Il ragionamento è semplice: un marchio registrato, oltre a presentare diversi vantaggi a livello legale, come appunto la tutela in mercati che non riconoscono le denominazioni di origine, è valida anche nei confronti di altri settori merceologici che, in qualche modo, utilizzando un certo nome, possono danneggiare la denominazione del vino. “Un esempio è quello che è successo in Polonia, dove un’azienda di sanitari aveva prodotto dei bagni chiamandoli “Barolo”, e dove grazie alla registrazione del marchio è stato possibile intervenire, spiega Berta”. O, altro caso celebre in cui il fatto che certi marchi fossero registrati, è stato quello nella lotta contro i famigerati “wine kit”, venduti soprattutto via web, pacchetti di polverine idrosolubili e via dicendo che promettevano di dare per pochi dollari vini come quelli delle grandi denominazioni del vino italiano da fare in casa.

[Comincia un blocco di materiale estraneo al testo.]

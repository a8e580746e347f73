pub mod device;
pub mod error;
pub mod generator;
pub mod params;
pub mod runtime;

pub use device::Device;
pub use error::{GeneratorError, ParseDeviceError, Result};
pub use generator::{BackendKind, Generator, GeneratorRegistry};
pub use params::{normalize, Parameters};
pub use runtime::{CausalLm, ModelRuntime, TextTokenizer, TokenId};
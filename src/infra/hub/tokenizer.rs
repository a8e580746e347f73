use std::path::Path;

use anyhow::Result;
use serde_json::Value;
use tokenizers::Tokenizer;

use crate::core::runtime::{TextTokenizer, TokenId};

pub struct HubTokenizer {
    inner: Tokenizer,
    pad_token_id: Option<TokenId>,
    eos_token_id: Option<TokenId>,
}

impl HubTokenizer {
    /// `config` is the checkpoint's `config.json`, consulted for special ids.
    pub fn from_file(path: &Path, config: &Value) -> Result<Self> {
        let inner = Tokenizer::from_file(path).map_err(anyhow::Error::msg)?;
        Ok(Self::new(inner, config))
    }

    pub fn new(inner: Tokenizer, config: &Value) -> Self {
        let pad_token_id = token_id(config.get("pad_token_id"))
            .or_else(|| inner.get_padding().map(|p| p.pad_id));
        let eos_token_id = token_id(config.get("eos_token_id"));
        Self {
            inner,
            pad_token_id,
            eos_token_id,
        }
    }
}

/// Accepts an integer or a list of integers (first wins).
fn token_id(value: Option<&Value>) -> Option<TokenId> {
    let id = match value? {
        Value::Array(ids) => ids.first().and_then(Value::as_u64),
        other => other.as_u64(),
    };
    id.and_then(|id| TokenId::try_from(id).ok())
}

impl TextTokenizer for HubTokenizer {
    fn encode(&self, text: &str) -> Result<Vec<TokenId>> {
        let encoding = self.inner.encode(text, true).map_err(anyhow::Error::msg)?;
        Ok(encoding.get_ids().to_vec())
    }

    fn decode(&self, tokens: &[TokenId], skip_special_tokens: bool) -> Result<String> {
        self.inner
            .decode(tokens, skip_special_tokens)
            .map_err(anyhow::Error::msg)
    }

    fn pad_token_id(&self) -> Option<TokenId> {
        self.pad_token_id
    }

    fn eos_token_id(&self) -> Option<TokenId> {
        self.eos_token_id
    }
}

#[cfg(test)]
mod tests {
    use super::*;
    use serde_json::json;

    #[test]
    fn test_token_id_forms() {
        assert_eq!(token_id(Some(&json!(2))), Some(2));
        assert_eq!(token_id(Some(&json!([151645, 151643]))), Some(151645));
        assert_eq!(token_id(Some(&json!([]))), None);
        assert_eq!(token_id(Some(&Value::Null)), None);
        assert_eq!(token_id(None), None);
    }
}
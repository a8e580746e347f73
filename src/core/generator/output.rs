use crate::core::{GeneratorError, Result};

const FIM_SENTINELS: [&str; 4] = ["<fim_prefix>", "<fim_suffix>", "<fim_middle>", "<fim_pad>"];

/// Turns decoded backend output into the text returned to callers.
///
/// Strips a leading echo of `prompt`, removes fill-in-the-middle sentinels,
/// trims every line and drops blank ones.
pub fn clean_generated_text(prompt: &str, generated: &str) -> String {
    let mut text = strip_prompt(prompt, generated).to_string();

    for sentinel in FIM_SENTINELS {
        text = text.replace(sentinel, "");
    }

    text.lines()
        .map(str::trim)
        .filter(|line| !line.is_empty())
        .collect::<Vec<_>>()
        .join("\n")
}

fn strip_prompt<'a>(prompt: &str, generated: &'a str) -> &'a str {
    if prompt.is_empty() {
        return generated;
    }
    if let Some(rest) = generated.strip_prefix(prompt) {
        return rest;
    }
    // Decoders often normalize leading/trailing whitespace of the prompt.
    let trimmed = prompt.trim();
    if trimmed.is_empty() {
        return generated;
    }
    generated
        .trim_start()
        .strip_prefix(trimmed)
        .unwrap_or(generated)
}

/// Mean of the rows of `states`.
pub fn mean_pool(states: &[Vec<f32>]) -> Result<Vec<f32>> {
    let width = states
        .first()
        .map(Vec::len)
        .ok_or_else(|| GeneratorError::Backend(anyhow::anyhow!("no hidden states to pool")))?;

    let mut sum = vec![0.0f32; width];
    for row in states {
        if row.len() != width {
            return Err(GeneratorError::Backend(anyhow::anyhow!(
                "ragged hidden states: expected width {}, got {}",
                width,
                row.len()
            )));
        }
        for (acc, value) in sum.iter_mut().zip(row) {
            *acc += value;
        }
    }

    let count = states.len() as f32;
    Ok(sum.into_iter().map(|v| v / count).collect())
}

#[cfg(test)]
mod tests {
    use super::*;

    #[test]
    fn test_strips_echoed_prompt() {
        let prompt = "def add(a, b):";
        let generated = "def add(a, b):\n    return a + b\n";
        assert_eq!(clean_generated_text(prompt, generated), "return a + b");
    }

    #[test]
    fn test_strips_prompt_after_leading_whitespace() {
        assert_eq!(clean_generated_text("x = ", " x = 1"), "1");
    }

    #[test]
    fn test_only_leading_prompt_is_stripped() {
        assert_eq!(clean_generated_text("ab", "cd ab"), "cd ab");
    }

    #[test]
    fn test_removes_fim_sentinels_and_blank_lines() {
        let generated = "<fim_prefix>first  \n\n   <fim_middle>second<fim_suffix>\n \n";
        assert_eq!(clean_generated_text("", generated), "first\nsecond");
    }

    #[test]
    fn test_mean_pool() {
        let states = vec![vec![1.0, 2.0, 3.0], vec![3.0, 4.0, 5.0]];
        assert_eq!(mean_pool(&states).unwrap(), vec![2.0, 3.0, 4.0]);
    }

    #[test]
    fn test_mean_pool_rejects_empty_and_ragged() {
        assert!(mean_pool(&[]).is_err());
        assert!(mean_pool(&[vec![1.0], vec![1.0, 2.0]]).is_err());
    }
}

“Certo, registrare un marchio non è semplice, e modalità e costi variano da Paese a Paese - spiega Maria Cristina Baldini - ma è un aspetto fondamentale in un mercato sempre più globale e competitivo. E di questo, devo dire che il mondo del vino italiano non è molto cosciente”. In effetti, al di là di singole aziende che hanno depositato marchi su singoli brand, non sono molti i consorzi del vino italiano ad aver perseguito questa strada. “Eppure sono proprio i consorzi a dover svolgere questo tipo di azione, per il ruolo che hanno, e anche perchè i requisiti per poter ottenere l’uso di un marchio collettivo, spesso, coincidono con quelli per cui un consorzio può e deve utilizzare e tutelare quello della denominazione”.
“È un tema cruciale per la tutela della reputazione del vino italiano, che è stata costruita in primis dai produttori che realizzano grandi vini in tutta Italia e li portano nel mondo - ha commentato l’onorevole Massimo Fiorio - che noi, anche attraverso il Testo Unico abbiamo voluto rinforzare a livello giuridico, ma che richiede un passaggio in più. Soprattutto in un quadro di riferimento che vede la normativa europea in fase di cambiamento, con i nuovi regolamenti in arrivo nel 2019, e gli accordi internazionali come il Ttip con gli Usa che stanno prendendo una strada diversa da quello che auspicavamo per direzioni, modi e tempistiche, e che sul fronte della tutela delle nostre denominazioni del vino e non ci soddisfano. E il fatto che questo libro sia presentato in questa sede non è un caso, dato che questo è uno dei grandi temi che dobbiamo ancora affrontare, e che chiama in causa anche una questione che con il Testo Unico non abbiamo affrontato a pieno, che è quello dei consorzi, del loro sistema di rappresentanza e del loro ruolo. Sul quale - commenta Fiorio a WineNews - deve anche nascere una riflessione profonda, perché forse oggi non è più funzionale continuare a chiamare con lo stesso nome chi rappresenta milioni di bottiglie e chi ne rappresenta poche migliaia”.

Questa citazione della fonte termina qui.